Question

Three different numbers are selected at random from the set $A=\left\{ 1,2,3,...,10 \right\}$. The probability that the product of two of the numbers is equal to third is:
A. $\dfrac{3}{4}$
B. $\dfrac{1}{40}$
C. $\dfrac{1}{8}$
D. none of these

Answer 1

Hint: Here we will first calculate the number of elements in the sample space which is equal to the number of elements in the given set $A$. Here we need to calculate the probability for the event that when the three elements are selected at random from the set, that the product of two of the numbers is equal to the third. So here we will look into the given set and list out all the elements that are present in the set $A$, which will satisfy the given condition. From this we will calculate the probability by taking the ratio of number of possible outcomes to the total number of outcomes for the event.
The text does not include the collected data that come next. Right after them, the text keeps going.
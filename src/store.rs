use crate::Lang;
use parking_lot::{Mutex, MutexGuard};
use rusqlite::{Connection, ErrorCode, OptionalExtension, params};
use serde::Serialize;
use std::path::Path;
use std::sync::Arc;
use thiserror::Error;
use tracing::info;

/// Errors raised by the SQLite layer.
#[derive(Debug, Error)]
pub enum StoreError {
    /// A `UNIQUE` constraint rejected the write.
    #[error("unique constraint violated: {0}")]
    UniqueViolation(String),

    #[error("sqlite error: {0}")]
    Sqlite(#[from] rusqlite::Error),
}

impl StoreError {
    fn classify(err: rusqlite::Error) -> Self {
        match err {
            rusqlite::Error::SqliteFailure(ref inner, ref message)
                if inner.code == ErrorCode::ConstraintViolation
                    && is_unique_failure(inner.extended_code) =>
            {
                StoreError::UniqueViolation(message.clone().unwrap_or_else(|| inner.to_string()))
            }
            other => StoreError::Sqlite(other),
        }
    }
}

fn is_unique_failure(extended_code: i32) -> bool {
    extended_code == rusqlite::ffi::SQLITE_CONSTRAINT_UNIQUE
        || extended_code == rusqlite::ffi::SQLITE_CONSTRAINT_PRIMARYKEY
}

#[derive(Debug, Clone, PartialEq, Eq, Serialize)]
pub struct WordPair {
    pub id: i64,
    pub tr: String,
    pub en: String,
}

/// A `(tr, en)` pair offered when a query has no exact match.
#[derive(Debug, Clone, PartialEq, Eq, Serialize)]
pub struct Suggestion {
    pub tr: String,
    pub en: String,
}

#[derive(Debug, Clone, PartialEq, Eq)]
pub struct UserRecord {
    pub id: i64,
    pub username: String,
    pub email: String,
    pub password_hash: String,
}

/// Read access the lookup resolver needs from the dictionary tables.
pub trait WordStore {
    /// First word pair (lowest id) whose lower-cased `tr` or `en` equals `normalized`.
    fn find_exact(&self, normalized: &str) -> Result<Option<WordPair>, StoreError>;

    /// Up to `limit` pairs where `tr` or `en` contains `needle`.
    fn find_containing(&self, needle: &str, limit: usize)
    -> Result<Vec<Suggestion>, StoreError>;

    /// All example sentences for a word, optionally restricted to one language.
    fn example_sentences(
        &self,
        word_id: i64,
        lang: Option<Lang>,
    ) -> Result<Vec<String>, StoreError>;
}

const MIGRATIONS: &[(&str, &str)] = &[(
    "0001_init",
    "CREATE TABLE users (
        id INTEGER PRIMARY KEY AUTOINCREMENT,
        username TEXT NOT NULL,
        email TEXT NOT NULL UNIQUE,
        password_hash TEXT NOT NULL
    );
    CREATE TABLE words (
        id INTEGER PRIMARY KEY AUTOINCREMENT,
        tr TEXT NOT NULL UNIQUE,
        en TEXT NOT NULL UNIQUE,
        UNIQUE (tr, en)
    );
    CREATE TABLE examples (
        id INTEGER PRIMARY KEY AUTOINCREMENT,
        word_id INTEGER NOT NULL REFERENCES words(id) ON DELETE CASCADE,
        lang TEXT NOT NULL CHECK (lang IN ('tr', 'en')),
        sentence TEXT NOT NULL
    );
    CREATE INDEX idx_examples_word_lang ON examples(word_id, lang);
    CREATE TABLE sessions (
        token TEXT PRIMARY KEY,
        user_id INTEGER NOT NULL REFERENCES users(id),
        username TEXT NOT NULL,
        email TEXT NOT NULL,
        expires_at INTEGER NOT NULL
    );
    CREATE INDEX idx_sessions_expiry ON sessions(expires_at);",
)];

/// Shared handle to the SQLite database.
#[derive(Clone)]
pub struct Store {
    conn: Arc<Mutex<Connection>>,
}

impl Store {
    /// Opens (or creates) the database file and applies pending migrations.
    pub fn open(path: impl AsRef<Path>) -> Result<Self, StoreError> {
        let conn = Connection::open(path.as_ref())?;
        conn.pragma_update_and_check(None, "journal_mode", "WAL", |row| row.get::<_, String>(0))?;
        Self::from_connection(conn)
    }

    pub fn open_in_memory() -> Result<Self, StoreError> {
        Self::from_connection(Connection::open_in_memory()?)
    }

    fn from_connection(conn: Connection) -> Result<Self, StoreError> {
        conn.pragma_update(None, "foreign_keys", true)?;
        run_migrations(&conn)?;
        Ok(Self {
            conn: Arc::new(Mutex::new(conn)),
        })
    }

    fn conn(&self) -> MutexGuard<'_, Connection> {
        self.conn.lock()
    }

    /// Every word pair, newest first.
    pub fn list_words(&self) -> Result<Vec<WordPair>, StoreError> {
        let conn = self.conn();
        let mut stmt = conn.prepare("SELECT id, tr, en FROM words ORDER BY id DESC")?;
        let rows = stmt
            .query_map([], word_from_row)?
            .collect::<Result<Vec<_>, _>>()?;
        Ok(rows)
    }

    pub fn get_word(&self, id: i64) -> Result<Option<WordPair>, StoreError> {
        let conn = self.conn();
        let word = conn
            .query_row(
                "SELECT id, tr, en FROM words WHERE id = ?1",
                [id],
                word_from_row,
            )
            .optional()?;
        Ok(word)
    }

    pub fn insert_word(&self, tr: &str, en: &str) -> Result<i64, StoreError> {
        let conn = self.conn();
        conn.execute("INSERT INTO words (tr, en) VALUES (?1, ?2)", params![tr, en])
            .map_err(StoreError::classify)?;
        Ok(conn.last_insert_rowid())
    }

    /// Returns the number of rows changed (0 when `id` does not exist).
    pub fn update_word(&self, id: i64, tr: &str, en: &str) -> Result<usize, StoreError> {
        let conn = self.conn();
        conn.execute(
            "UPDATE words SET tr = ?1, en = ?2 WHERE id = ?3",
            params![tr, en, id],
        )
        .map_err(StoreError::classify)
    }

    pub fn delete_word(&self, id: i64) -> Result<usize, StoreError> {
        let conn = self.conn();
        Ok(conn.execute("DELETE FROM words WHERE id = ?1", [id])?)
    }

    pub fn insert_example(
        &self,
        word_id: i64,
        lang: Lang,
        sentence: &str,
    ) -> Result<i64, StoreError> {
        let conn = self.conn();
        conn.execute(
            "INSERT INTO examples (word_id, lang, sentence) VALUES (?1, ?2, ?3)",
            params![word_id, lang.as_str(), sentence],
        )?;
        Ok(conn.last_insert_rowid())
    }

    pub fn find_user_by_email(&self, email: &str) -> Result<Option<UserRecord>, StoreError> {
        let conn = self.conn();
        let user = conn
            .query_row(
                "SELECT id, username, email, password_hash FROM users WHERE email = ?1 LIMIT 1",
                [email],
                |row| {
                    Ok(UserRecord {
                        id: row.get(0)?,
                        username: row.get(1)?,
                        email: row.get(2)?,
                        password_hash: row.get(3)?,
                    })
                },
            )
            .optional()?;
        Ok(user)
    }

    pub fn insert_user(
        &self,
        username: &str,
        email: &str,
        password_hash: &str,
    ) -> Result<i64, StoreError> {
        let conn = self.conn();
        conn.execute(
            "INSERT INTO users (username, email, password_hash) VALUES (?1, ?2, ?3)",
            params![username, email, password_hash],
        )
        .map_err(StoreError::classify)?;
        Ok(conn.last_insert_rowid())
    }

    pub fn insert_session(
        &self,
        token: &str,
        user_id: i64,
        username: &str,
        email: &str,
        expires_at: i64,
    ) -> Result<(), StoreError> {
        let conn = self.conn();
        conn.execute(
            "INSERT INTO sessions (token, user_id, username, email, expires_at)
             VALUES (?1, ?2, ?3, ?4, ?5)",
            params![token, user_id, username, email, expires_at],
        )?;
        Ok(())
    }

    /// Session owner for `token`, ignoring rows that expired at or before `now`.
    pub fn session_owner(
        &self,
        token: &str,
        now: i64,
    ) -> Result<Option<(i64, String, String)>, StoreError> {
        let conn = self.conn();
        let owner = conn
            .query_row(
                "SELECT user_id, username, email FROM sessions
                 WHERE token = ?1 AND expires_at > ?2",
                params![token, now],
                |row| Ok((row.get(0)?, row.get(1)?, row.get(2)?)),
            )
            .optional()?;
        Ok(owner)
    }

    pub fn delete_session(&self, token: &str) -> Result<(), StoreError> {
        let conn = self.conn();
        conn.execute("DELETE FROM sessions WHERE token = ?1", [token])?;
        Ok(())
    }

    pub fn purge_expired_sessions(&self, now: i64) -> Result<usize, StoreError> {
        let conn = self.conn();
        Ok(conn.execute("DELETE FROM sessions WHERE expires_at <= ?1", [now])?)
    }
}

#[cfg(test)]
impl Store {
    /// Runs raw SQL against the shared connection.
    pub(crate) fn execute_raw(&self, sql: &str) -> Result<(), StoreError> {
        Ok(self.conn().execute_batch(sql)?)
    }
}

impl WordStore for Store {
    fn find_exact(&self, normalized: &str) -> Result<Option<WordPair>, StoreError> {
        let conn = self.conn();
        let word = conn
            .query_row(
                "SELECT id, tr, en FROM words
                 WHERE lower(tr) = ?1 OR lower(en) = ?1
                 ORDER BY id LIMIT 1",
                [normalized],
                word_from_row,
            )
            .optional()?;
        Ok(word)
    }

    fn find_containing(
        &self,
        needle: &str,
        limit: usize,
    ) -> Result<Vec<Suggestion>, StoreError> {
        let pattern = format!("%{}%", escape_like(needle));
        let conn = self.conn();
        let mut stmt = conn.prepare(
            "SELECT tr, en FROM words
             WHERE tr LIKE ?1 ESCAPE '\\' OR en LIKE ?1 ESCAPE '\\'
             ORDER BY id LIMIT ?2",
        )?;
        let rows = stmt
            .query_map(params![pattern, limit as i64], |row| {
                Ok(Suggestion {
                    tr: row.get(0)?,
                    en: row.get(1)?,
                })
            })?
            .collect::<Result<Vec<_>, _>>()?;
        Ok(rows)
    }

    fn example_sentences(
        &self,
        word_id: i64,
        lang: Option<Lang>,
    ) -> Result<Vec<String>, StoreError> {
        let conn = self.conn();
        let rows = match lang {
            Some(lang) => {
                let mut stmt = conn.prepare(
                    "SELECT sentence FROM examples WHERE word_id = ?1 AND lang = ?2 ORDER BY id",
                )?;
                let sentences = stmt
                    .query_map(params![word_id, lang.as_str()], |row| row.get(0))?
                    .collect::<Result<Vec<String>, _>>()?;
                sentences
            }
            None => {
                let mut stmt =
                    conn.prepare("SELECT sentence FROM examples WHERE word_id = ?1 ORDER BY id")?;
                let sentences = stmt
                    .query_map([word_id], |row| row.get(0))?
                    .collect::<Result<Vec<String>, _>>()?;
                sentences
            }
        };
        Ok(rows)
    }
}

fn word_from_row(row: &rusqlite::Row<'_>) -> rusqlite::Result<WordPair> {
    Ok(WordPair {
        id: row.get(0)?,
        tr: row.get(1)?,
        en: row.get(2)?,
    })
}

fn escape_like(input: &str) -> String {
    let mut escaped = String::with_capacity(input.len());
    for ch in input.chars() {
        if matches!(ch, '%' | '_' | '\\') {
            escaped.push('\\');
        }
        escaped.push(ch);
    }
    escaped
}

fn run_migrations(conn: &Connection) -> Result<(), StoreError> {
    conn.execute_batch(
        "CREATE TABLE IF NOT EXISTS _migrations (
            id INTEGER PRIMARY KEY,
            name TEXT NOT NULL UNIQUE,
            applied_at TEXT NOT NULL DEFAULT (datetime('now'))
        );",
    )?;

    for (name, sql) in MIGRATIONS {
        let applied: bool = conn.query_row(
            "SELECT COUNT(*) > 0 FROM _migrations WHERE name = ?1",
            [name],
            |row| row.get(0),
        )?;
        if applied {
            continue;
        }
        conn.execute_batch(sql)?;
        conn.execute("INSERT INTO _migrations (name) VALUES (?1)", [name])?;
        info!(migration = name, "Applied migration");
    }
    Ok(())
}

#[cfg(test)]
mod tests {
    use super::*;

    fn store() -> Store {
        Store::open_in_memory().expect("in-memory store")
    }

    #[test]
    fn migrations_are_idempotent() {
        let conn = Connection::open_in_memory().unwrap();
        run_migrations(&conn).unwrap();
        run_migrations(&conn).unwrap();
        let count: i64 = conn
            .query_row("SELECT COUNT(*) FROM _migrations", [], |row| row.get(0))
            .unwrap();
        assert_eq!(count, MIGRATIONS.len() as i64);
    }

    #[test]
    fn duplicate_word_is_a_unique_violation() {
        let store = store();
        store.insert_word("kitap", "book").unwrap();
        let err = store.insert_word("kitap", "book").unwrap_err();
        assert!(matches!(err, StoreError::UniqueViolation(_)), "{err:?}");
        let err = store.insert_word("kitap", "volume").unwrap_err();
        assert!(matches!(err, StoreError::UniqueViolation(_)), "{err:?}");
    }

    #[test]
    fn exact_match_prefers_lowest_id() {
        let store = store();
        let first = store.insert_word("ev", "house").unwrap();
        store.insert_word("konut", "ev").unwrap();
        let found = store.find_exact("ev").unwrap().expect("match");
        assert_eq!(found.id, first);
    }

    #[test]
    fn like_wildcards_are_literal() {
        let store = store();
        store.insert_word("yüzde", "percent").unwrap();
        store.insert_word("a_b", "underscore").unwrap();
        assert!(store.find_containing("%", 6).unwrap().is_empty());
        let hits = store.find_containing("_", 6).unwrap();
        assert_eq!(hits.len(), 1);
        assert_eq!(hits[0].tr, "a_b");
    }

    #[test]
    fn deleting_a_word_drops_its_examples() {
        let store = store();
        let id = store.insert_word("ev", "house").unwrap();
        store.insert_example(id, Lang::Tr, "Ev güzel.").unwrap();
        assert_eq!(store.delete_word(id).unwrap(), 1);
        assert!(store.example_sentences(id, None).unwrap().is_empty());
        assert_eq!(store.delete_word(id).unwrap(), 0);
    }

    #[test]
    fn expired_sessions_are_invisible_and_purged() {
        let store = store();
        let user = store.insert_user("ada", "ada@example.com", "hash").unwrap();
        store
            .insert_session("live", user, "ada", "ada@example.com", 200)
            .unwrap();
        store
            .insert_session("stale", user, "ada", "ada@example.com", 50)
            .unwrap();
        assert!(store.session_owner("live", 100).unwrap().is_some());
        assert!(store.session_owner("stale", 100).unwrap().is_none());
        assert_eq!(store.purge_expired_sessions(100).unwrap(), 1);
    }
}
Complete step-by-step answer:
Given that, set $A$ is
$A=\left\{ 1,2,3,...,10 \right\}$
Number of elements in the set $A$ is $10$.
When we multiply the given set with number One, then we will get
$1.A=\left\{ \text{1,2,3,4,5,6,7,8,9,10} \right\}$
When we multiply the given set with number Two, then we will get
$2.A=\left\{ \text{2,4,6,8,10,12,14,16,18,20} \right\}$
When we multiply the given set with number Three, then we will get
$3.A=\left\{ \text{3,6,9,12,15,18,21,24,27,30} \right\}$
When we multiply the given set with number Four, then we will get
$4.A=\left\{ \text{4,8,12,16,20,24,28,32,36,40} \right\}$
When we multiply the given set with number Five, then we will get
$5.A=\left\{ \text{5,10,15,20,25,30,35,40,45,50} \right\}$
When we multiply the given set with number Six, then we will get
$6.A=\left\{ \text{6,12,18,24,30,36,42,48,54,60} \right\}$
When we multiply the given set with number Seven, then we will get
$7.A=\left\{ \text{7,14,21,28,35,42,49,56,63,70} \right\}$
When we multiply the given set with number Eight, then we will get
$8.A=\left\{ \text{8,16,24,32,40,48,56,64,72,80} \right\}$
When we multiply the given set with number Nine, then we will get
$9.A=\left\{ \text{9,18,27,36,45,54,63,72,81,90} \right\}$
When we multiply the given set with number Ten, then we will get
$10.A=\left\{ \text{10,20,30,40,50,60,70,80,90,100} \right\}$
Here we can observe that when we pick a random two numbers from the set $A$, then their product also in set $A$, for below numbers
$\begin{align}
  & 2\times 3=6 \\
 & 2\times 4=8 \\
 & 2\times 5=10 \\
\end{align}$
Hence the number of possible cases for the event is $3$.
The number of ways to select Three numbers from a set of Ten numbers is given by ${}^{10}{{\text{C}}_{3}}$.
Hence the required probability is
$\begin{align}
  & P=\dfrac{3}{{}^{10}{{\text{C}}_{3}}} \\
 & =\dfrac{3}{\dfrac{10!}{3!\left( 10-3 \right)!}} \\
 & =\dfrac{3}{\dfrac{10\times 9\times 8\times 7!}{3\times 2\times 1\times 7!}} \\
 & =\dfrac{1}{40} \\
\end{align}$
Hence the probability of selecting three numbers randomly from set $A$, that the product of two is equal to third is $\dfrac{1}{40}$

So, the correct answer is “Option (b)”.

Note: While observing the multiples of Two numbers in the set, students may write
$\begin{align}
  & 3\times 2=6 \\
 & 4\times 2=8 \\
 & 5\times 2=10 \\
\end{align}$
And notes the number of favorable outcomes as $3+3=6$. But it doesn’t give the right answer, because multiplication of numbers obeys associative law hence $2\times 3=3\times 2=6$etc. so there is no need to count all those things.